Manchester By The Sea comes in at just shy of two hours and twenty minutes. Shorter than the aforementioned Margaret but still something of an ask when all that appears to be offered (at first glance at least) is a modest tale of everyday folk jus’ gettin’ by. And sure, just like his last picture, some editing could’ve been done here. But by and large the same rule seems to apply that, as pace isn’t a concern, more is, quite simply, more. Despite the relative bagginess, there’s not much you’d want to excise. Even the most arguably mundane of snapshots adds character and context. So it’s long, but it’s worth it, even if that sentiment only comes into focus after the fact.
Casey Affleck stars as Lee Chandler, a man living in self-imposed exile in Boston, eking out a living as a janitor for three separate tenement buildings. When he learns of the sudden but not wholly unexpected death of his brother Joe (Kyle Chandler), he takes a leave from work to travel to the film’s titular coastal town to tie up his brother’s affairs. Little does he realise on embarking that this will include taking on guardianship of his teenage nephew Patrick (Lucas Hedges).
Patrick is an irritating, self-entitled, cocky but mostly decent kid. If the film has insufferable scenes they are those in which Lee and Patrick try to talk over one another as their bruised egos butt up against one another. Lonergan takes the psychology of two grieving men trying to negotiate one another and let’s it slowly unpack itself. Patrick is horrified by the notion that, it being winter, the ground is too hard for his father to be buried, so the body will be stored in a freezer until the thaw, itself an erudite metaphor for the cagey bond between himself and Lee.

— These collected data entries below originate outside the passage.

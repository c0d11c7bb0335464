//! MixerStage - sums registered deck pipelines into one output
//!
//! Plain unity-gain summation; per-deck level lives in each transport's gain,
//! so the crossfade is two faders, not an equal-power law. Decks are rendered
//! and summed in registration order, which makes the output deterministic.
//! A deck with no track contributes exact silence.

use crate::types::StereoBuffer;

use super::{BlockSource, DeckPipeline, MAX_BLOCK_SIZE};

pub struct MixerStage {
    inputs: Vec<DeckPipeline>,
    /// Per-deck render target, pre-allocated so summation never allocates
    scratch: StereoBuffer,
}

impl MixerStage {
    pub fn new() -> Self {
        Self {
            inputs: Vec::new(),
            scratch: StereoBuffer::with_capacity(MAX_BLOCK_SIZE),
        }
    }

    /// Register a deck; returns its index. Registration order is summation
    /// order. Not for use while the engine is rendering.
    pub fn add_input(&mut self, deck: DeckPipeline) -> usize {
        self.inputs.push(deck);
        self.inputs.len() - 1
    }

    /// Remove a deck by index, returning it. Later decks shift down, so the
    /// remaining summation order stays the registration order. Not for use
    /// while the engine is rendering.
    pub fn remove_input(&mut self, index: usize) -> Option<DeckPipeline> {
        if index < self.inputs.len() {
            Some(self.inputs.remove(index))
        } else {
            None
        }
    }

    pub fn num_inputs(&self) -> usize {
        self.inputs.len()
    }

    pub fn input(&self, index: usize) -> Option<&DeckPipeline> {
        self.inputs.get(index)
    }

    pub fn input_mut(&mut self, index: usize) -> Option<&mut DeckPipeline> {
        self.inputs.get_mut(index)
    }
}

impl BlockSource for MixerStage {
    fn prepare(&mut self, block_size: usize, sample_rate: u32) {
        for input in &mut self.inputs {
            input.prepare(block_size, sample_rate);
        }
        self.scratch.set_len_from_capacity(block_size.min(MAX_BLOCK_SIZE));
    }

    fn render_block(&mut self, out: &mut StereoBuffer) {
        out.fill_silence();
        for input in &mut self.inputs {
            self.scratch.set_len_from_capacity(out.len());
            input.render_block(&mut self.scratch);
            out.add_buffer(&self.scratch);
        }
    }

    fn release(&mut self) {
        for input in &mut self.inputs {
            input.release();
        }
        self.scratch.set_len_from_capacity(0);
    }
}

impl Default for MixerStage {
    fn default() -> Self {
        Self::new()
    }
}

#[cfg(test)]
mod tests {
    use super::*;
    use crate::audio_file::LoadedTrack;
    use crate::engine::gc::gc_handle;
    use crate::types::StereoSample;
    use basedrop::Shared;

    fn playing_deck(value: f32) -> DeckPipeline {
        let mut deck = DeckPipeline::new();
        let track = Shared::new(
            &gc_handle(),
            LoadedTrack::from_samples(vec![StereoSample::mono(value); 48000], 48000),
        );
        deck.load(Some(track));
        deck.play();
        deck
    }

    #[test]
    fn no_inputs_renders_silence() {
        let mut mixer = MixerStage::new();
        mixer.prepare(64, 48000);

        let mut out = StereoBuffer::silence(64);
        out.as_mut_slice()[5] = StereoSample::mono(1.0);
        mixer.render_block(&mut out);
        assert_eq!(out.peak(), 0.0);
    }

    #[test]
    fn silent_deck_plus_signal_equals_signal() {
        let mut mixer = MixerStage::new();
        mixer.add_input(playing_deck(0.4));
        mixer.add_input(DeckPipeline::new()); // nothing loaded
        mixer.prepare(64, 48000);

        let mut out = StereoBuffer::silence(64);
        mixer.render_block(&mut out);
        mixer.render_block(&mut out); // past the gain ramp-in
        for i in 0..64 {
            assert_eq!(out[i], StereoSample::mono(0.4), "sample {}", i);
        }
    }

    #[test]
    fn removed_deck_stops_contributing() {
        let mut mixer = MixerStage::new();
        mixer.add_input(playing_deck(0.25));
        mixer.add_input(playing_deck(0.5));
        mixer.prepare(64, 48000);

        let removed = mixer.remove_input(0).unwrap();
        assert!(removed.is_playing());
        assert_eq!(mixer.num_inputs(), 1);
        assert!(mixer.remove_input(5).is_none());

        let mut out = StereoBuffer::silence(64);
        mixer.render_block(&mut out);
        mixer.render_block(&mut out);
        assert!((out[0].left - 0.5).abs() < 1e-6);
    }

    #[test]
    fn two_decks_sum_sample_wise() {
        let mut mixer = MixerStage::new();
        mixer.add_input(playing_deck(0.25));
        mixer.add_input(playing_deck(0.5));
        mixer.prepare(64, 48000);

        let mut out = StereoBuffer::silence(64);
        mixer.render_block(&mut out);
        mixer.render_block(&mut out);
        assert!((out[0].left - 0.75).abs() < 1e-6);
        assert!((out[63].right - 0.75).abs() < 1e-6);
    }
}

Lee (and the film at large) rejects sentiment every turn, in keeping with the padded psychological walls he has constructed to protect himself. At first this paints him as something of a mildly comic, bullish figure, yet in a rather unexpected and bold move, Lonergan delivers the film’s shock reveal and dramatic gut-punch at the close of the first act, placing Lee’s wounded nature into shattering context and thereby reshaping the audience’s approach to what’s been and what will follow. It’s an expertly handled thing, but it does almost make you want to immediately start the film over (the first re-watch will be quite interesting).

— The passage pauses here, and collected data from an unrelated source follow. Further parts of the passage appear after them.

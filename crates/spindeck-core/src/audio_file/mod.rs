//! Audio file loading
//!
//! Decodes an audio file (mp3/flac/wav/ogg via symphonia) into a fully
//! in-memory stereo `LoadedTrack` at the engine sample rate. Keeping tracks
//! decoded in RAM means the render path is a bounds-checked copy, never disk
//! I/O. Sample-rate conversion happens once here, at load time, through
//! rubato - the engine's own resampling stage is reserved for the playback
//! speed control.

use std::fs::File;
use std::path::{Path, PathBuf};

use symphonia::core::audio::SampleBuffer;
use symphonia::core::codecs::{DecoderOptions, CODEC_TYPE_NULL};
use symphonia::core::errors::Error as SymphoniaError;
use symphonia::core::formats::FormatOptions;
use symphonia::core::io::MediaSourceStream;
use symphonia::core::meta::MetadataOptions;
use symphonia::core::probe::Hint;
use thiserror::Error;

use crate::types::{Sample, StereoSample};

/// Errors that can occur while loading a track
#[derive(Error, Debug)]
pub enum TrackLoadError {
    #[error("failed to open {path}: {source}")]
    Io {
        path: PathBuf,
        #[source]
        source: std::io::Error,
    },

    #[error("unsupported or corrupt file: {0}")]
    Unsupported(String),

    #[error("file contains no decodable audio track")]
    NoAudioTrack,

    #[error("decode error: {0}")]
    Decode(String),

    #[error("file decoded to zero samples")]
    Empty,

    #[error("sample rate conversion failed: {0}")]
    Resample(String),
}

/// A fully decoded track, ready for the render thread
///
/// Immutable once constructed; decks share it through
/// `basedrop::Shared<LoadedTrack>` so replacing it never frees memory on the
/// audio thread.
#[derive(Debug, Clone)]
pub struct LoadedTrack {
    /// Stereo samples at the engine sample rate
    pub samples: Vec<StereoSample>,
    /// Sample rate the samples are stored at (== engine rate)
    pub sample_rate: u32,
    /// Source file, for display and logging
    pub path: PathBuf,
}

impl LoadedTrack {
    /// Build a track from raw samples (used by tests and tone generators)
    pub fn from_samples(samples: Vec<StereoSample>, sample_rate: u32) -> Self {
        Self {
            samples,
            sample_rate,
            path: PathBuf::new(),
        }
    }

    /// Track length in samples
    pub fn duration_samples(&self) -> usize {
        self.samples.len()
    }

    /// Nominal track length in seconds (from metadata, unaffected by the
    /// playback speed setting)
    pub fn length_seconds(&self) -> f64 {
        if self.sample_rate == 0 {
            return 0.0;
        }
        self.samples.len() as f64 / self.sample_rate as f64
    }
}

/// Decode a file into a `LoadedTrack` at `target_rate`.
///
/// Blocking and allocation-heavy - call from a loader thread, never from the
/// audio callback.
pub fn load_track(path: &Path, target_rate: u32) -> Result<LoadedTrack, TrackLoadError> {
    let (samples, source_rate) = decode_file(path)?;
    if samples.is_empty() {
        return Err(TrackLoadError::Empty);
    }

    let samples = if source_rate == target_rate {
        samples
    } else {
        log::info!(
            "resampling {:?} from {}Hz to {}Hz",
            path.file_name().unwrap_or_default(),
            source_rate,
            target_rate
        );
        resample_stereo(&samples, source_rate, target_rate)?
    };

    log::info!(
        "loaded {:?}: {} samples ({:.1}s) at {}Hz",
        path.file_name().unwrap_or_default(),
        samples.len(),
        samples.len() as f64 / target_rate as f64,
        target_rate
    );

    Ok(LoadedTrack {
        samples,
        sample_rate: target_rate,
        path: path.to_path_buf(),
    })
}

/// Decode the whole file to stereo f32 at its native rate
fn decode_file(path: &Path) -> Result<(Vec<StereoSample>, u32), TrackLoadError> {
    let file = File::open(path).map_err(|source| TrackLoadError::Io {
        path: path.to_path_buf(),
        source,
    })?;

    let mss = MediaSourceStream::new(Box::new(file), Default::default());

    let mut hint = Hint::new();
    if let Some(ext) = path.extension().and_then(|e| e.to_str()) {
        hint.with_extension(ext);
    }

    let probed = symphonia::default::get_probe()
        .format(
            &hint,
            mss,
            &FormatOptions::default(),
            &MetadataOptions::default(),
        )
        .map_err(|e| TrackLoadError::Unsupported(e.to_string()))?;

    let mut format = probed.format;

    let track = format
        .tracks()
        .iter()
        .find(|t| t.codec_params.codec != CODEC_TYPE_NULL)
        .ok_or(TrackLoadError::NoAudioTrack)?;
    let track_id = track.id;

    let mut decoder = symphonia::default::get_codecs()
        .make(&track.codec_params, &DecoderOptions::default())
        .map_err(|e| TrackLoadError::Unsupported(e.to_string()))?;

    let mut sample_rate = track.codec_params.sample_rate.unwrap_or(0);
    let mut channels = track
        .codec_params
        .channels
        .map(|c| c.count())
        .unwrap_or(0);

    let mut interleaved: Vec<Sample> = Vec::new();
    let mut sample_buf: Option<SampleBuffer<f32>> = None;

    loop {
        let packet = match format.next_packet() {
            Ok(packet) => packet,
            // End of stream is reported as an IO error in symphonia 0.5
            Err(SymphoniaError::IoError(e))
                if e.kind() == std::io::ErrorKind::UnexpectedEof =>
            {
                break;
            }
            Err(SymphoniaError::ResetRequired) => break,
            Err(e) => return Err(TrackLoadError::Decode(e.to_string())),
        };

        if packet.track_id() != track_id {
            continue;
        }

        match decoder.decode(&packet) {
            Ok(decoded) => {
                let spec = *decoded.spec();
                if sample_rate == 0 {
                    sample_rate = spec.rate;
                }
                if channels == 0 {
                    channels = spec.channels.count();
                }
                let buf = sample_buf.get_or_insert_with(|| {
                    SampleBuffer::<f32>::new(decoded.capacity() as u64, spec)
                });
                buf.copy_interleaved_ref(decoded);
                interleaved.extend_from_slice(buf.samples());
            }
            // A corrupt packet is skippable; a fatal error is not
            Err(SymphoniaError::DecodeError(e)) => {
                log::warn!("skipping corrupt packet in {:?}: {}", path, e);
            }
            Err(e) => return Err(TrackLoadError::Decode(e.to_string())),
        }
    }

    if sample_rate == 0 || channels == 0 {
        return Err(TrackLoadError::NoAudioTrack);
    }

    Ok((interleaved_to_stereo(&interleaved, channels), sample_rate))
}

/// Fold an interleaved buffer of any channel count down to stereo.
/// Mono is duplicated; extra channels beyond the first two are dropped.
fn interleaved_to_stereo(interleaved: &[Sample], channels: usize) -> Vec<StereoSample> {
    match channels {
        0 => Vec::new(),
        1 => interleaved.iter().map(|&s| StereoSample::mono(s)).collect(),
        n => interleaved
            .chunks_exact(n)
            .map(|frame| StereoSample::new(frame[0], frame[1]))
            .collect(),
    }
}

/// Offline stereo sample-rate conversion via rubato's windowed-sinc resampler
fn resample_stereo(
    samples: &[StereoSample],
    from_rate: u32,
    to_rate: u32,
) -> Result<Vec<StereoSample>, TrackLoadError> {
    use rubato::{
        Resampler, SincFixedIn, SincInterpolationParameters, SincInterpolationType,
        WindowFunction,
    };

    const CHUNK: usize = 1024;

    let params = SincInterpolationParameters {
        sinc_len: 256,
        f_cutoff: 0.95,
        interpolation: SincInterpolationType::Linear,
        oversampling_factor: 256,
        window: WindowFunction::BlackmanHarris2,
    };

    let mut resampler = SincFixedIn::<f32>::new(
        to_rate as f64 / from_rate as f64,
        2.0,
        params,
        CHUNK,
        2,
    )
    .map_err(|e| TrackLoadError::Resample(e.to_string()))?;

    let left: Vec<f32> = samples.iter().map(|s| s.left).collect();
    let right: Vec<f32> = samples.iter().map(|s| s.right).collect();

    let expected_len =
        (samples.len() as f64 * to_rate as f64 / from_rate as f64).round() as usize;
    let delay = resampler.output_delay();

    let mut out: Vec<StereoSample> = Vec::with_capacity(expected_len + CHUNK);
    let mut push_output = |chans: &[Vec<f32>]| {
        for (&l, &r) in chans[0].iter().zip(chans[1].iter()) {
            out.push(StereoSample::new(l, r));
        }
    };

    let mut pos = 0;
    while pos + CHUNK <= left.len() {
        let chans = resampler
            .process(&[&left[pos..pos + CHUNK], &right[pos..pos + CHUNK]], None)
            .map_err(|e| TrackLoadError::Resample(e.to_string()))?;
        push_output(&chans);
        pos += CHUNK;
    }

    // Feed the remainder, then flush the sinc filter tail
    let chans = resampler
        .process_partial(Some(&[&left[pos..], &right[pos..]]), None)
        .map_err(|e| TrackLoadError::Resample(e.to_string()))?;
    push_output(&chans);
    let chans = resampler
        .process_partial::<&[f32]>(None, None)
        .map_err(|e| TrackLoadError::Resample(e.to_string()))?;
    push_output(&chans);

    // Strip the resampler's group delay and trim to the expected length
    let mut out: Vec<StereoSample> = out.into_iter().skip(delay).collect();
    out.truncate(expected_len);
    Ok(out)
}

#[cfg(test)]
mod tests {
    use super::*;

    #[test]
    fn mono_is_duplicated_to_both_channels() {
        let stereo = interleaved_to_stereo(&[0.1, 0.2, 0.3], 1);
        assert_eq!(stereo.len(), 3);
        assert_eq!(stereo[1], StereoSample::new(0.2, 0.2));
    }

    #[test]
    fn multichannel_keeps_first_pair() {
        let stereo = interleaved_to_stereo(&[1.0, 2.0, 3.0, 4.0, 5.0, 6.0], 3);
        assert_eq!(stereo.len(), 2);
        assert_eq!(stereo[0], StereoSample::new(1.0, 2.0));
        assert_eq!(stereo[1], StereoSample::new(4.0, 5.0));
    }

    #[test]
    fn length_seconds_guards_zero_rate() {
        let track = LoadedTrack::from_samples(vec![StereoSample::silence(); 100], 0);
        assert_eq!(track.length_seconds(), 0.0);
    }

    #[test]
    fn resample_preserves_duration_within_tolerance() {
        let samples = vec![StereoSample::mono(0.5); 44100];
        let out = resample_stereo(&samples, 44100, 48000).unwrap();
        assert_eq!(out.len(), 48000);
        // Constant input stays constant away from the filter edges
        assert!((out[24000].left - 0.5).abs() < 0.01);
    }

    #[test]
    fn missing_file_is_an_io_error() {
        let err = load_track(Path::new("/nonexistent/no-such-track.flac"), 48000).unwrap_err();
        assert!(matches!(err, TrackLoadError::Io { .. }));
    }
}
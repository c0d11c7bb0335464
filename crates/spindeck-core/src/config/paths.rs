//! Player configuration and its standard location

use std::path::PathBuf;

use serde::{Deserialize, Serialize};

use crate::audio::AudioConfig;

/// Top-level player configuration, persisted as YAML
#[derive(Debug, Clone, Default, Serialize, Deserialize)]
pub struct PlayerConfig {
    /// Audio output settings
    #[serde(default)]
    pub audio: AudioConfig,
    /// Default playback speed applied to newly loaded decks
    #[serde(default)]
    pub default_speed: Option<f64>,
}

/// Standard config file location: `~/.config/spindeck/{filename}`
/// (platform equivalent via `dirs`)
pub fn default_config_path(filename: &str) -> PathBuf {
    dirs::config_dir()
        .unwrap_or_else(|| PathBuf::from("."))
        .join("spindeck")
        .join(filename)
}

#[cfg(test)]
mod tests {
    use super::*;

    #[test]
    fn config_path_includes_app_dir_and_filename() {
        let path = default_config_path("config.yaml");
        assert!(path.ends_with("spindeck/config.yaml"));
    }

    #[test]
    fn player_config_defaults_are_serializable() {
        let yaml = serde_yaml::to_string(&PlayerConfig::default()).unwrap();
        let back: PlayerConfig = serde_yaml::from_str(&yaml).unwrap();
        assert!(back.default_speed.is_none());
    }
}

Yet knowing that Manchester By The Sea is likely to subvert greetings card platitudes makes its odd-couple central dynamic play out quixotically. You expect the film to go the long way around Lee and Patrick’s eventual and, you might think, inevitable reconciliation… But Lonergan’s film has demonstrated already that it’s smarter than that. It rejects the notion that you can tidy life up so spick and span. With that in mind the curiosity continues throughout the remainder. The question sits open, allowing events to relax and meander without leaving them to drift untethered.
Michelle Williams takes second billing as Lee’s ex-wife Randi. By virtue of the story being told she is relegated to just a few scenes, but she has a profound impact. She often feels like Lonergan’s secret weapon, purposefully kept stored away so that she can be implemented at just the right moment. Her ‘big’ scene with Affleck ultimately pays off because of this. You’ve felt her just out of frame this whole time. The film is set over a conspicuously chilly winter, but there are fires roaring within people.
This is a significant showcase for Affleck. Lee is the central figure in nearly every scene, save a few that pivot to Patrick. Affleck hits a level of contained frustration that the picture rolls with. It’s not spoiling too much to say that late in the picture this simmering turmoil finds an exit as Lee punches a window in frustration. You can feel it coming. You can understand the relief of this act of destruction. It comes through the screen, even as his hand bleeds. Affleck and Lonergan have been working to get you there the whole time. But it doesn’t feel cheap, or manipulative. It’s the result of harder graft; the muted honesty of everything that’s led up to this moment. The generation of empathy. And even then, Lonegran isn’t about to just let you off the hook. Of course there’s an unwanted phone call.
There’s humour here, but it’s in a minor key. Hell, this is life in a minor key. But once again Lonergan has managed to make an indie drama feel like a tome of a novel; the kind of naturalistic doorstop that ordinarily never quite survives the transition to the big screen. He understands that the two mediums are vastly different, but has found a way to convey the experience and depth and time of a great book in cinematic terms. His original stories are designed for film and are shaped to that end. This is masterful work and another chapter in an emerging oeuvre of respectable and deeply human pictures. His best yet? I don’t think he looks at his work that way. If there’s any ego here it’s in the generosity of the work. And that’s the kind of ego we should all appreciate.